▶ _EXERCISE DESCRIPTION_
Below are the records; copy exactly the stretch from the line containing "out.push_str(&token.value);" through the line containing "let mut named_only = false;", both ends included, and nothing else.

▶ _RECORDED DATA_
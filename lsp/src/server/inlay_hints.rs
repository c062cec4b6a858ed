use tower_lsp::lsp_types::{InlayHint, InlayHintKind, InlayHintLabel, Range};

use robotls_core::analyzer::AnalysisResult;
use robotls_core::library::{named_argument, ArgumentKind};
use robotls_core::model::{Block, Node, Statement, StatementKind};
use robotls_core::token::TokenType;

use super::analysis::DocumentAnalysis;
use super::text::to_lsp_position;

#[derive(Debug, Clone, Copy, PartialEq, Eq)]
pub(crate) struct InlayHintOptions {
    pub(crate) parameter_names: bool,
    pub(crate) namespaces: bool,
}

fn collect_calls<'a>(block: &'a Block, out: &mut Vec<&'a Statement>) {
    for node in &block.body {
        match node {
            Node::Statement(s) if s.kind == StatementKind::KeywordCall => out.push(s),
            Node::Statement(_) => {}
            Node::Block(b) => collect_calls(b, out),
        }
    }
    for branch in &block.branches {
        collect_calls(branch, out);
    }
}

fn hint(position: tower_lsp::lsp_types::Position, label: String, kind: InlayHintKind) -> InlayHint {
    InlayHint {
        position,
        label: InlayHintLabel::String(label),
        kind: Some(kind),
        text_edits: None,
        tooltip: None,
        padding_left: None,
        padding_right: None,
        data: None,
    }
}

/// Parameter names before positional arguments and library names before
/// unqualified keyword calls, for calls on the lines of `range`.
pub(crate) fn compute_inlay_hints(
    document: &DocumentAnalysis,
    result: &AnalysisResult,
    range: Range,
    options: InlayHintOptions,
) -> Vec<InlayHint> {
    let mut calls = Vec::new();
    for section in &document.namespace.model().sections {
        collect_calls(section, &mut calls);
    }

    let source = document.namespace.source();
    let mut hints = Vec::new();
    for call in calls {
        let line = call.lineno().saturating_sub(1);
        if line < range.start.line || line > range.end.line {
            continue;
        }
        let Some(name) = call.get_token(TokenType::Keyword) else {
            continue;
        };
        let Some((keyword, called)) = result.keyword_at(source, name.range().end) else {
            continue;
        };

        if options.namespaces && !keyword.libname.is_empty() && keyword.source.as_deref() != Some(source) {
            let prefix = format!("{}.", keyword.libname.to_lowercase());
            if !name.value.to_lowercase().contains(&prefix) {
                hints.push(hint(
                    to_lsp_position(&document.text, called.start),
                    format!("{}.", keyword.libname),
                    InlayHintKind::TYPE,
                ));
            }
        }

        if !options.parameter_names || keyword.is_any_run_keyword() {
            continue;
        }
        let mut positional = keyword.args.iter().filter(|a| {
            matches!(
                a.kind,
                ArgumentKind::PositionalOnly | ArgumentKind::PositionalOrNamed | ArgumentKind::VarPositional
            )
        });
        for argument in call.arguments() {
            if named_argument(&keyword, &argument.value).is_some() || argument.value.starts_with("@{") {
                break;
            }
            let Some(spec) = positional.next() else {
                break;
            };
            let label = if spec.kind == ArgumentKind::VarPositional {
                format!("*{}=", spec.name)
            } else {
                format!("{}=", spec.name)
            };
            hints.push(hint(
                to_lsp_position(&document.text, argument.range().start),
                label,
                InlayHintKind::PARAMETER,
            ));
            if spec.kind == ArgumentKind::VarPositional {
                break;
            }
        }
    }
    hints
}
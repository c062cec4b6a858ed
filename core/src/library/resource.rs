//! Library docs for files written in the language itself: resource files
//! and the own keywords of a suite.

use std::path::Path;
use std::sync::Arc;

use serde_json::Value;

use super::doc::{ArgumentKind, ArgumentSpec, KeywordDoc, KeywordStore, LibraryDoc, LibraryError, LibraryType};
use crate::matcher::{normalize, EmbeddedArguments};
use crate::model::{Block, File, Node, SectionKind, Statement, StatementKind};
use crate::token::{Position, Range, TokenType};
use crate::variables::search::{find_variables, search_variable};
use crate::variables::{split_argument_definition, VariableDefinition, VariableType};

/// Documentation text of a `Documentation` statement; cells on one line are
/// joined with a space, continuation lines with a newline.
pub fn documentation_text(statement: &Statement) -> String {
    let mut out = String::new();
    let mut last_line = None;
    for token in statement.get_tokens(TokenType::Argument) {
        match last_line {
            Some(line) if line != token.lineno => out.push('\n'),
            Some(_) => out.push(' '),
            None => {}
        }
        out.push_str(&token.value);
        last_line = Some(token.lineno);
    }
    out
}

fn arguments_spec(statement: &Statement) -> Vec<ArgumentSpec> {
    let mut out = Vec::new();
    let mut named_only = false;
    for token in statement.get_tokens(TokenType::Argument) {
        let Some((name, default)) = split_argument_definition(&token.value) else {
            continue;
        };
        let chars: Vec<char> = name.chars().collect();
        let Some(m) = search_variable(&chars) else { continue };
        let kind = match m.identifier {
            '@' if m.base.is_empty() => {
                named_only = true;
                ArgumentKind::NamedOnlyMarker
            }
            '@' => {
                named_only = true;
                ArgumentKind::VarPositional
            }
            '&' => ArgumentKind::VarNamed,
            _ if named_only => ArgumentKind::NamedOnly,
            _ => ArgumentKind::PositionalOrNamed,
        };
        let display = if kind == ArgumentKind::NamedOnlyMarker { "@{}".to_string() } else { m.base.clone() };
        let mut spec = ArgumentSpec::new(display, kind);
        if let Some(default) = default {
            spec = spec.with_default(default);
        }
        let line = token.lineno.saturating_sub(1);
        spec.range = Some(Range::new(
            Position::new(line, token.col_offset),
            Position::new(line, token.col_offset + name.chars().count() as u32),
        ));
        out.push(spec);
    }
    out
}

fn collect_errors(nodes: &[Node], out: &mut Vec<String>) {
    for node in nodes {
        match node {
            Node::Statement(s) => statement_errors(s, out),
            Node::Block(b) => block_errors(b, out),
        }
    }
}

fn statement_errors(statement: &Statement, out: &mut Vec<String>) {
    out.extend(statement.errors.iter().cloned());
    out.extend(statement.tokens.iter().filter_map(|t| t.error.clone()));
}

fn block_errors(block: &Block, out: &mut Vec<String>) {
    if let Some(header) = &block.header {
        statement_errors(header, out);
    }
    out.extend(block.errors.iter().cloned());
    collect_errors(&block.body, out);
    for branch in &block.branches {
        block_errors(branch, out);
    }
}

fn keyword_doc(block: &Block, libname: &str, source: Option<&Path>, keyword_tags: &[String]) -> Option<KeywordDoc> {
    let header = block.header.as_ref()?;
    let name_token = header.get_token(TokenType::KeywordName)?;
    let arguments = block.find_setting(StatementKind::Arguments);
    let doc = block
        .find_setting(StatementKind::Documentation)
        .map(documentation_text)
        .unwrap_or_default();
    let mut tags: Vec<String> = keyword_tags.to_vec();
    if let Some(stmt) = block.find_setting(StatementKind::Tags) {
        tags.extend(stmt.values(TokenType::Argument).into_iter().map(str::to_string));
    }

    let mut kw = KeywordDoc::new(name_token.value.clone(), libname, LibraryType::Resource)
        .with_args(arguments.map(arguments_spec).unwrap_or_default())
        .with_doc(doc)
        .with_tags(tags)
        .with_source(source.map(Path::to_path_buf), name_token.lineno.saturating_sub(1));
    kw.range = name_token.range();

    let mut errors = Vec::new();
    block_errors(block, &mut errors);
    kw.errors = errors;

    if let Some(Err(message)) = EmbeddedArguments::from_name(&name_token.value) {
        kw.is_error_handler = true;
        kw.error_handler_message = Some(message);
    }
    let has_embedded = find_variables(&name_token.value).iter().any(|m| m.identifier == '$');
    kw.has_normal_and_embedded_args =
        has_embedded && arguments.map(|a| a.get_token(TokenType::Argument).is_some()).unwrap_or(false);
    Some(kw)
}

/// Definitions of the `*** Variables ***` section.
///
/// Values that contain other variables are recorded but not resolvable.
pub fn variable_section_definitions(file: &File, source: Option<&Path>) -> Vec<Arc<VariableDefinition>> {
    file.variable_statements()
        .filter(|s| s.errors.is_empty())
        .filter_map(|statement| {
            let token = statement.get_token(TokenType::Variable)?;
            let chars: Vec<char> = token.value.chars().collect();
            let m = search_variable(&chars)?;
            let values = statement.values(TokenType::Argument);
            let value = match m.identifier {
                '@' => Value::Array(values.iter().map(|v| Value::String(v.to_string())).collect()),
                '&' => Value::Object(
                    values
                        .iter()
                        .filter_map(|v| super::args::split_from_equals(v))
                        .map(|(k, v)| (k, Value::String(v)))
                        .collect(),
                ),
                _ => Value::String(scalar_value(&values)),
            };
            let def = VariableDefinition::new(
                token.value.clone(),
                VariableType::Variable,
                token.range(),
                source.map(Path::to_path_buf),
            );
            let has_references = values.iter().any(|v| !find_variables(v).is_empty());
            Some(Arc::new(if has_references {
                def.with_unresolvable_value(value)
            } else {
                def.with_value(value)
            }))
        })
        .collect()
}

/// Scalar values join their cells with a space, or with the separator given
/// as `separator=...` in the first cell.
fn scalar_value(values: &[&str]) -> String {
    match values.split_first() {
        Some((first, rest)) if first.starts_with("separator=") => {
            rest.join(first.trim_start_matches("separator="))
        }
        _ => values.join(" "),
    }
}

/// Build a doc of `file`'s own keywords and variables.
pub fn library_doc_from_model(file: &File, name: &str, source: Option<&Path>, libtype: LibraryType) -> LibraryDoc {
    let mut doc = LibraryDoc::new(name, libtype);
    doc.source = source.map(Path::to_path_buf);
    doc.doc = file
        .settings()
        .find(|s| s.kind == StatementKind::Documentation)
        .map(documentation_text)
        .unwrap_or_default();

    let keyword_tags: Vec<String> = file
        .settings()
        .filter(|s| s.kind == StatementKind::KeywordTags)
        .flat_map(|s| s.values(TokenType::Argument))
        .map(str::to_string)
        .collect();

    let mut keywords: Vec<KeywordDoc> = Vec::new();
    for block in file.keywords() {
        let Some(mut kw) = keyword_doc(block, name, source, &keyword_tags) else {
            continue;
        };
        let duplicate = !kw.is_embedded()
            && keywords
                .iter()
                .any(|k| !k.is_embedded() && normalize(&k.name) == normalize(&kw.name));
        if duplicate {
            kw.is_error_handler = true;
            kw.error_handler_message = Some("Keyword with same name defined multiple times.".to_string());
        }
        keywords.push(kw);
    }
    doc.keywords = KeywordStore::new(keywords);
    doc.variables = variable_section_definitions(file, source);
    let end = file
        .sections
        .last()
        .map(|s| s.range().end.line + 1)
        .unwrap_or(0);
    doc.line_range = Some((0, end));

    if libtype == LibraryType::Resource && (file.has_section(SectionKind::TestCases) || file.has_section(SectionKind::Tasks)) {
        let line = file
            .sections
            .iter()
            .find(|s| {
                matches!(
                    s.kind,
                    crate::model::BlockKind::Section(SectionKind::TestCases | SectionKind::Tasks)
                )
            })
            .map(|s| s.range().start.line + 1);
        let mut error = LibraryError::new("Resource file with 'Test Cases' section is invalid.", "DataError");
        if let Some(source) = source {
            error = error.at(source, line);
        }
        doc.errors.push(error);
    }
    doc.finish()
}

▶ _YOUR RESPONSE_
        out.push_str(&token.value);
        last_line = Some(token.lineno);
    }
    out
}

fn arguments_spec(statement: &Statement) -> Vec<ArgumentSpec> {
    let mut out = Vec::new();
    let mut named_only = false;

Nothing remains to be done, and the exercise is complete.